If you look at the actual time, Sprong was only with the Pittsburgh organization for the first two months of the 2015-16 season, all of 2017-18 (though mostly in the AHL) and now just two months of 2018-19. Sure, there was prospect and developmental camps but overall this player got almost no time to grow and find a niche on the team while he was with the NHL team.
He only has played 42 total NHL games (and only 24 of them have come in about the last three calendar years). Almost all of those games were in small roles. He only played 68 total AHL games of consequence. The team is moving on, pretty much because they have to, but now one has to wonder if they will regret it.
Because at this point there’s pretty much only two choices:
Option A: Mike Sullivan has made a correct decision and Sprong isn’t all that good at the NHL level
Option B: The Penguins have made a painfully incorrect evaluation costing them a quality young player
If it’s the first scenario, then the Penguins are totally justified in trading Sprong at this point (while he still has some sort of appreciable value) and the moaning from fans is just rooted in not having information of the situation.
After all, coach Mike Sullivan runs a high-octane, offensive-minded powerhouse team. Why wouldn’t he want a young winger who has torn up all the lesser leagues if he was good enough to contribute at the NHL level?
The truth may well be that for whatever reason that Sprong just isn’t good enough to cut it at the NHL level. Perhaps he doesn’t know how to use his teammates all that well, that he doesn’t position himself to receive passes or know where to go without the puck. Maybe in lower leagues he could cover this up by being a “one man show” and overpowering the opposition with his skill. That doesn’t always fly in the NHL, very few individual players can stand out against the best in the world like that.
So if it’s the case that Sullivan saw Sprong and Crosby early in the season for some practices, they didn’t mesh, Sullivan analyzed the situation and found Sprong not to be of NHL caliber, then he’s right and all is well. For the Pens organization at this point, it’s about the best case scenario (sorry, Daniel) if it turns out that Sprong was simply correctly judged to not really be that good of an NHL option.
The Naslund parallel
However, it’s the second option, and the Pens have failed, that would likely haunt the team for years. The biggest example of something like this happening for this orgniazaion was in the 1996 when Pittsburgh traded Markus Naslund to Vancouver, straight up, for Alek Stojanov.

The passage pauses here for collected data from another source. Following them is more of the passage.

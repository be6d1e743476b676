// state store -> broadcast hub -> subscribers
// operator edits and clock ticks both commit through the store

pub mod clock;
pub mod gateway;
pub mod hub;
pub mod recorder;
pub mod store;

use serde_json::{Map, Value};
use std::sync::Arc;
use std::time::Duration;
use tokio::sync::mpsc;

use crate::errors::Result;
use crate::models::api::ServerMessage;
use crate::models::domain::{
    ClockAction, ClockPreset, ClockReport, ClockState, FieldUpdate, Origin, Session, SessionCode,
    SignalKind,
};
use clock::{ClockScheduler, DEFAULT_TICK_PERIOD};
use gateway::UpdateGateway;
use hub::{BroadcastHub, Connection, ConnectionId};
use store::{CommitSink, SessionStore};

/// Runtime knobs for the engine
#[derive(Debug, Clone)]
pub struct EngineSettings {
    /// Starting clocks for sessions created without explicit values
    pub preset: ClockPreset,
    pub tick_period: Duration,
    pub outbox_capacity: usize,
}

impl Default for EngineSettings {
    fn default() -> Self {
        Self {
            preset: ClockPreset::default(),
            tick_period: DEFAULT_TICK_PERIOD,
            outbox_capacity: 64,
        }
    }
}

/// The live synchronization core: every inbound operation goes through here
pub struct Scoreboard {
    store: Arc<SessionStore>,
    hub: Arc<BroadcastHub>,
    clock: ClockScheduler,
    gateway: UpdateGateway,
    settings: EngineSettings,
}

impl Scoreboard {
    /// In-memory scoreboard with no extra commit sinks
    pub fn new(settings: EngineSettings) -> Self {
        Self::with_sinks(settings, Vec::new())
    }

    /// Scoreboard whose commits also flow to `sinks` (after the broadcast hub)
    pub fn with_sinks(settings: EngineSettings, sinks: Vec<Arc<dyn CommitSink>>) -> Self {
        let hub = Arc::new(BroadcastHub::new());

        let mut all_sinks: Vec<Arc<dyn CommitSink>> = vec![hub.clone() as Arc<dyn CommitSink>];
        all_sinks.extend(sinks);

        let store = Arc::new(SessionStore::new(all_sinks));

        Self {
            clock: ClockScheduler::new(Arc::clone(&store), settings.tick_period),
            gateway: UpdateGateway::new(Arc::clone(&store)),
            store,
            hub,
            settings,
        }
    }

    /// Reload persisted sessions. Clocks come back idle.
    pub async fn restore(&self, sessions: Vec<Session>) -> usize {
        let restored = self.store.restore(sessions).await;
        if restored > 0 {
            log::info!("Restored {} sessions", restored);
        }
        restored
    }

    /// Create a session. `fields` may override any updatable field; clock values
    /// given here also become the session's reset preset.
    pub async fn create_session(&self, code: &str, fields: &Map<String, Value>) -> Result<Session> {
        let code = SessionCode::parse(code)?;
        let updates = if fields.is_empty() {
            Vec::new()
        } else {
            FieldUpdate::parse_all(fields)?
        };

        let mut preset = self.settings.preset;
        for update in &updates {
            match update {
                FieldUpdate::GameClock(clock) => preset.game_clock = *clock,
                FieldUpdate::ShotClock(seconds) => preset.shot_clock = *seconds,
                _ => {}
            }
        }

        let mut session = Session::new(code, preset);
        for update in &updates {
            session.apply(update);
        }

        let session = self.store.create(session).await?;
        log::info!("Created session {}", session.code);
        Ok(session)
    }

    pub async fn get_session(&self, code: &str) -> Result<Session> {
        let code = SessionCode::parse(code)?;
        self.store.get(&code).await
    }

    /// Open a connection whose outbox can be joined to broadcast groups
    pub fn open_connection(&self) -> (Connection, mpsc::Receiver<ServerMessage>) {
        Connection::open(self.settings.outbox_capacity)
    }

    /// Join `connection` to the group for `code` and queue a `joined` message
    /// with the current snapshot. Done under the session lock so the joiner's
    /// first message always precedes any later snapshot.
    ///
    /// Joining again is a no-op: no second membership and no second `joined`.
    pub async fn join_broadcast(&self, code: &str, connection: Connection) -> Result<Session> {
        let code = SessionCode::parse(code)?;
        let slot = self.store.lock(&code).await?;

        if self.hub.join(&code, connection.clone()) {
            connection.deliver(ServerMessage::Joined {
                session: slot.session.clone(),
            });
        } else {
            log::debug!("Connection {} already joined {}", connection.id(), code);
        }

        Ok(slot.session.clone())
    }

    /// Leave is idempotent and does not require the session to exist
    pub fn leave_broadcast(&self, code: &str, connection: ConnectionId) -> Result<bool> {
        let code = SessionCode::parse(code)?;
        Ok(self.hub.leave(&code, connection))
    }

    /// Drop every membership of a closed connection
    pub fn disconnect(&self, connection: ConnectionId) -> Vec<SessionCode> {
        self.hub.leave_all(connection)
    }

    pub async fn submit_update(
        &self,
        code: &str,
        fields: &Map<String, Value>,
        origin: &Origin,
    ) -> Result<Session> {
        let code = SessionCode::parse(code)?;
        self.gateway.submit(&code, fields, origin).await
    }

    pub async fn clock_action(&self, code: &str, action: ClockAction) -> Result<ClockReport> {
        let code = SessionCode::parse(code)?;
        self.clock.action(&code, action).await
    }

    pub async fn clock_state(&self, code: &str) -> Result<ClockState> {
        let code = SessionCode::parse(code)?;
        self.clock.state(&code).await
    }

    /// Fan a signal out to the session's subscribers without touching state.
    /// Returns how many connections it was queued for.
    pub async fn signal(&self, code: &str, signal: SignalKind) -> Result<usize> {
        let code = SessionCode::parse(code)?;
        // Held so the signal is ordered with snapshots of the same session
        let _slot = self.store.lock(&code).await?;

        let delivered = self.hub.publish(
            &code,
            ServerMessage::Signal {
                code: code.clone(),
                signal,
            },
        );
        log::debug!("Signal {:?} on {} queued for {} connections", signal, code, delivered);
        Ok(delivered)
    }

    pub fn hub(&self) -> &BroadcastHub {
        &self.hub
    }

    pub fn store(&self) -> &SessionStore {
        &self.store
    }

    pub fn settings(&self) -> &EngineSettings {
        &self.settings
    }
}
mod utils;

use futures::{SinkExt, StreamExt};
use scoreboard::api::ws::WsSettings;
use scoreboard::engine::EngineSettings;
use scoreboard::models::api::{ClientMessage, ServerMessage};
use scoreboard::models::domain::{ClockAction, SessionCode, SignalKind};
use serde_json::json;
use tokio::time::{timeout, Duration};
use tokio_tungstenite::tungstenite::Message;
use utils::TestServer;

// Type alias for WebSocket stream to reduce verbosity
type WsStream =
    tokio_tungstenite::WebSocketStream<tokio_tungstenite::MaybeTlsStream<tokio::net::TcpStream>>;

/// Helper to send a JSON message to WebSocket
async fn send_json<T: serde::Serialize>(ws: &mut WsStream, msg: &T) -> anyhow::Result<()> {
    let json = serde_json::to_string(msg)?;
    ws.send(Message::Text(json.into())).await?;
    Ok(())
}

/// Wait for the next server message, skipping control frames
async fn next_message(ws: &mut WsStream) -> anyhow::Result<ServerMessage> {
    loop {
        let frame = timeout(Duration::from_secs(2), ws.next())
            .await
            .map_err(|_| anyhow::anyhow!("Timed out waiting for a message"))?
            .ok_or_else(|| anyhow::anyhow!("Socket closed"))??;

        if let Message::Text(text) = frame {
            return Ok(serde_json::from_str(&text)?);
        }
    }
}

/// Assert nothing but control frames arrive within `wait`
async fn expect_silence(ws: &mut WsStream, wait: Duration) {
    let deadline = tokio::time::Instant::now() + wait;
    loop {
        match tokio::time::timeout_at(deadline, ws.next()).await {
            Err(_) => return,
            Ok(Some(Ok(Message::Text(text)))) => panic!("Unexpected message: {}", text),
            Ok(Some(Ok(_))) => continue,
            Ok(other) => panic!("Socket ended: {:?}", other),
        }
    }
}

async fn connect(server: &TestServer) -> WsStream {
    let (ws, _) = tokio_tungstenite::connect_async(&server.ws_url("/ws"))
        .await
        .expect("Failed to connect to WebSocket");
    ws
}

async fn join(ws: &mut WsStream, code: &str) -> ServerMessage {
    send_json(
        ws,
        &ClientMessage::Join {
            code: code.to_string(),
        },
    )
    .await
    .expect("Failed to send join");
    next_message(ws).await.expect("Failed to receive join ack")
}

// ============================================================================
// Connection Tests
// ============================================================================

#[tokio::test]
async fn test_ws_application_ping() {
    let server = TestServer::start()
        .await
        .expect("Failed to start test server");
    let mut ws = connect(&server).await;

    send_json(&mut ws, &ClientMessage::Ping)
        .await
        .expect("Failed to send ping");

    let reply = next_message(&mut ws).await.expect("No reply");
    assert_eq!(reply, ServerMessage::Pong);

    ws.close(None).await.expect("Failed to close connection");
}

#[tokio::test]
async fn test_ws_malformed_message_reports_error() {
    let server = TestServer::start()
        .await
        .expect("Failed to start test server");
    let mut ws = connect(&server).await;

    ws.send(Message::Text("{\"type\":\"dance\"}".into()))
        .await
        .expect("Failed to send");

    match next_message(&mut ws).await.expect("No reply") {
        ServerMessage::Error { kind, .. } => assert_eq!(kind, "INVALID_REQUEST"),
        other => panic!("Expected error, got {:?}", other),
    }
}

// ============================================================================
// Join / Leave
// ============================================================================

#[tokio::test]
async fn test_ws_join_receives_current_snapshot() {
    let server = TestServer::start()
        .await
        .expect("Failed to start test server");
    server
        .post(
            "/api/sessions",
            &json!({"code": "ABC1", "fields": {"home_name": "Hawks"}}),
        )
        .await;

    let mut ws = connect(&server).await;
    match join(&mut ws, "abc1").await {
        ServerMessage::Joined { session } => {
            assert_eq!(session.code.as_str(), "ABC1");
            assert_eq!(session.home_name, "Hawks");
        }
        other => panic!("Expected joined, got {:?}", other),
    }
}

#[tokio::test]
async fn test_ws_join_unknown_session_errors() {
    let server = TestServer::start()
        .await
        .expect("Failed to start test server");
    let mut ws = connect(&server).await;

    match join(&mut ws, "NOPE").await {
        ServerMessage::Error { kind, message } => {
            assert_eq!(kind, "SESSION_NOT_FOUND");
            assert!(message.contains("NOPE"));
        }
        other => panic!("Expected error, got {:?}", other),
    }
}

#[tokio::test]
async fn test_ws_updates_reach_all_viewers_in_order() {
    let server = TestServer::start()
        .await
        .expect("Failed to start test server");
    server.post("/api/sessions", &json!({"code": "FAN"})).await;

    let mut viewers = Vec::new();
    for _ in 0..3 {
        let mut ws = connect(&server).await;
        join(&mut ws, "FAN").await;
        viewers.push(ws);
    }

    for score in 1..=3 {
        let response = server
            .patch("/api/sessions/FAN", &json!({"fields": {"home_score": score}}))
            .await;
        assert_eq!(response.status(), 200);
    }

    for ws in viewers.iter_mut() {
        let mut scores = Vec::new();
        for _ in 0..3 {
            match next_message(ws).await.expect("Missing snapshot") {
                ServerMessage::Snapshot { session } => scores.push(session.home_score),
                other => panic!("Expected snapshot, got {:?}", other),
            }
        }
        assert_eq!(scores, vec![1, 2, 3]);
    }
}

#[tokio::test]
async fn test_ws_leave_stops_snapshots() {
    let server = TestServer::start()
        .await
        .expect("Failed to start test server");
    server.post("/api/sessions", &json!({"code": "BYE"})).await;

    let mut ws = connect(&server).await;
    join(&mut ws, "BYE").await;

    send_json(
        &mut ws,
        &ClientMessage::Leave {
            code: "BYE".to_string(),
        },
    )
    .await
    .expect("Failed to send leave");

    match next_message(&mut ws).await.expect("No leave ack") {
        ServerMessage::Left { code } => assert_eq!(code.as_str(), "BYE"),
        other => panic!("Expected left, got {:?}", other),
    }

    server
        .patch("/api/sessions/BYE", &json!({"fields": {"away_score": 1}}))
        .await;

    expect_silence(&mut ws, Duration::from_millis(200)).await;
}

#[tokio::test]
async fn test_ws_disconnect_removes_subscription() {
    let server = TestServer::start()
        .await
        .expect("Failed to start test server");
    server.post("/api/sessions", &json!({"code": "DROP"})).await;

    let mut ws = connect(&server).await;
    join(&mut ws, "DROP").await;

    let code: SessionCode = "DROP".parse().expect("valid code");
    assert_eq!(server.scoreboard.hub().subscriber_count(&code), 1);

    ws.close(None).await.expect("Failed to close connection");

    // Server notices the close asynchronously
    let mut remaining = 1;
    for _ in 0..50 {
        remaining = server.scoreboard.hub().subscriber_count(&code);
        if remaining == 0 {
            break;
        }
        tokio::time::sleep(Duration::from_millis(20)).await;
    }
    assert_eq!(remaining, 0);
}

// ============================================================================
// Operator actions over the socket
// ============================================================================

#[tokio::test]
async fn test_ws_operator_update_and_errors() {
    let server = TestServer::start()
        .await
        .expect("Failed to start test server");
    server.post("/api/sessions", &json!({"code": "OPS"})).await;

    let mut ws = connect(&server).await;
    join(&mut ws, "OPS").await;

    let fields = json!({"period": {"delta": 1}});
    send_json(
        &mut ws,
        &ClientMessage::Update {
            code: "OPS".to_string(),
            fields: fields.as_object().cloned().expect("object"),
            operator: Some("scorer".to_string()),
        },
    )
    .await
    .expect("Failed to send update");

    match next_message(&mut ws).await.expect("Missing snapshot") {
        ServerMessage::Snapshot { session } => assert_eq!(session.period, 2),
        other => panic!("Expected snapshot, got {:?}", other),
    }

    let bad = json!({"shot_clock": -4});
    send_json(
        &mut ws,
        &ClientMessage::Update {
            code: "OPS".to_string(),
            fields: bad.as_object().cloned().expect("object"),
            operator: None,
        },
    )
    .await
    .expect("Failed to send update");

    match next_message(&mut ws).await.expect("Missing error") {
        ServerMessage::Error { kind, .. } => assert_eq!(kind, "INVALID_FIELD_VALUE"),
        other => panic!("Expected error, got {:?}", other),
    }
}

#[tokio::test]
async fn test_ws_clock_ticks_stream_to_viewer() {
    let settings = EngineSettings {
        tick_period: Duration::from_millis(40),
        ..EngineSettings::default()
    };
    let server = TestServer::start_with(settings, WsSettings::default())
        .await
        .expect("Failed to start test server");
    server.post("/api/sessions", &json!({"code": "TICK"})).await;

    let mut ws = connect(&server).await;
    join(&mut ws, "TICK").await;

    send_json(
        &mut ws,
        &ClientMessage::Clock {
            code: "TICK".to_string(),
            action: ClockAction::Start,
        },
    )
    .await
    .expect("Failed to send clock start");

    let mut clocks = Vec::new();
    for _ in 0..3 {
        match next_message(&mut ws).await.expect("Missing tick") {
            ServerMessage::Snapshot { session } => {
                clocks.push((session.game_clock.to_string(), session.shot_clock))
            }
            other => panic!("Expected snapshot, got {:?}", other),
        }
    }

    assert_eq!(
        clocks,
        vec![
            ("09:59".to_string(), 23),
            ("09:58".to_string(), 22),
            ("09:57".to_string(), 21),
        ]
    );

    send_json(
        &mut ws,
        &ClientMessage::Clock {
            code: "TICK".to_string(),
            action: ClockAction::Pause,
        },
    )
    .await
    .expect("Failed to send clock pause");
}

#[tokio::test]
async fn test_ws_buzzer_signal() {
    let server = TestServer::start()
        .await
        .expect("Failed to start test server");
    server.post("/api/sessions", &json!({"code": "HORN"})).await;

    let mut viewer = connect(&server).await;
    join(&mut viewer, "HORN").await;

    let mut operator = connect(&server).await;
    send_json(
        &mut operator,
        &ClientMessage::Signal {
            code: "HORN".to_string(),
            signal: SignalKind::Buzzer,
        },
    )
    .await
    .expect("Failed to send signal");

    match next_message(&mut viewer).await.expect("Missing signal") {
        ServerMessage::Signal { code, signal } => {
            assert_eq!(code.as_str(), "HORN");
            assert_eq!(signal, SignalKind::Buzzer);
        }
        other => panic!("Expected signal, got {:?}", other),
    }

    // The operator never joined, so it only hears back on failure
    expect_silence(&mut operator, Duration::from_millis(100)).await;
}

// ============================================================================
// Keepalive
// ============================================================================

#[tokio::test]
async fn test_ws_idle_socket_is_closed() {
    let ws_settings = WsSettings {
        ping_interval: Duration::from_millis(50),
        pong_timeout: Duration::from_secs(60),
        idle_timeout: Duration::from_millis(100),
    };
    let server = TestServer::start_with(EngineSettings::default(), ws_settings)
        .await
        .expect("Failed to start test server");

    let mut ws = connect(&server).await;

    // Pings are answered automatically by tungstenite while we read
    let closed = timeout(Duration::from_secs(2), async {
        loop {
            match ws.next().await {
                None | Some(Err(_)) | Some(Ok(Message::Close(_))) => return true,
                Some(Ok(_)) => continue,
            }
        }
    })
    .await
    .unwrap_or(false);

    assert!(closed, "idle socket should be disconnected");
}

In this instance though, the Pens’ evaluation of Naslund was NOT the issue. Naslund was traded when he was 22 years old. He had 53 points in 66 games in the NHL for the Pens in 1995-96 when he was moved in the middle of that season. Pittsburgh knew he was good, but they also knew that Naslund was a bit of a superfluous piece on a team boasting Mario Lemieux, Jaromir Jagr, Ron Francis, Petr Nedved, Tomas Sandstrom and Brian Smolinski. (Just as Sprong was rendered redundant nowadays).
What Pittsburgh didn’t have was a Kevin Stevens/Rick Tocchet type of power forward and the evaluation miss was thinking that Stojanov could be that type of player. A serious car accident suffered by Stojanov soon after the trade didn’t help, but even before that point it was still an incorrect analysis of the situation.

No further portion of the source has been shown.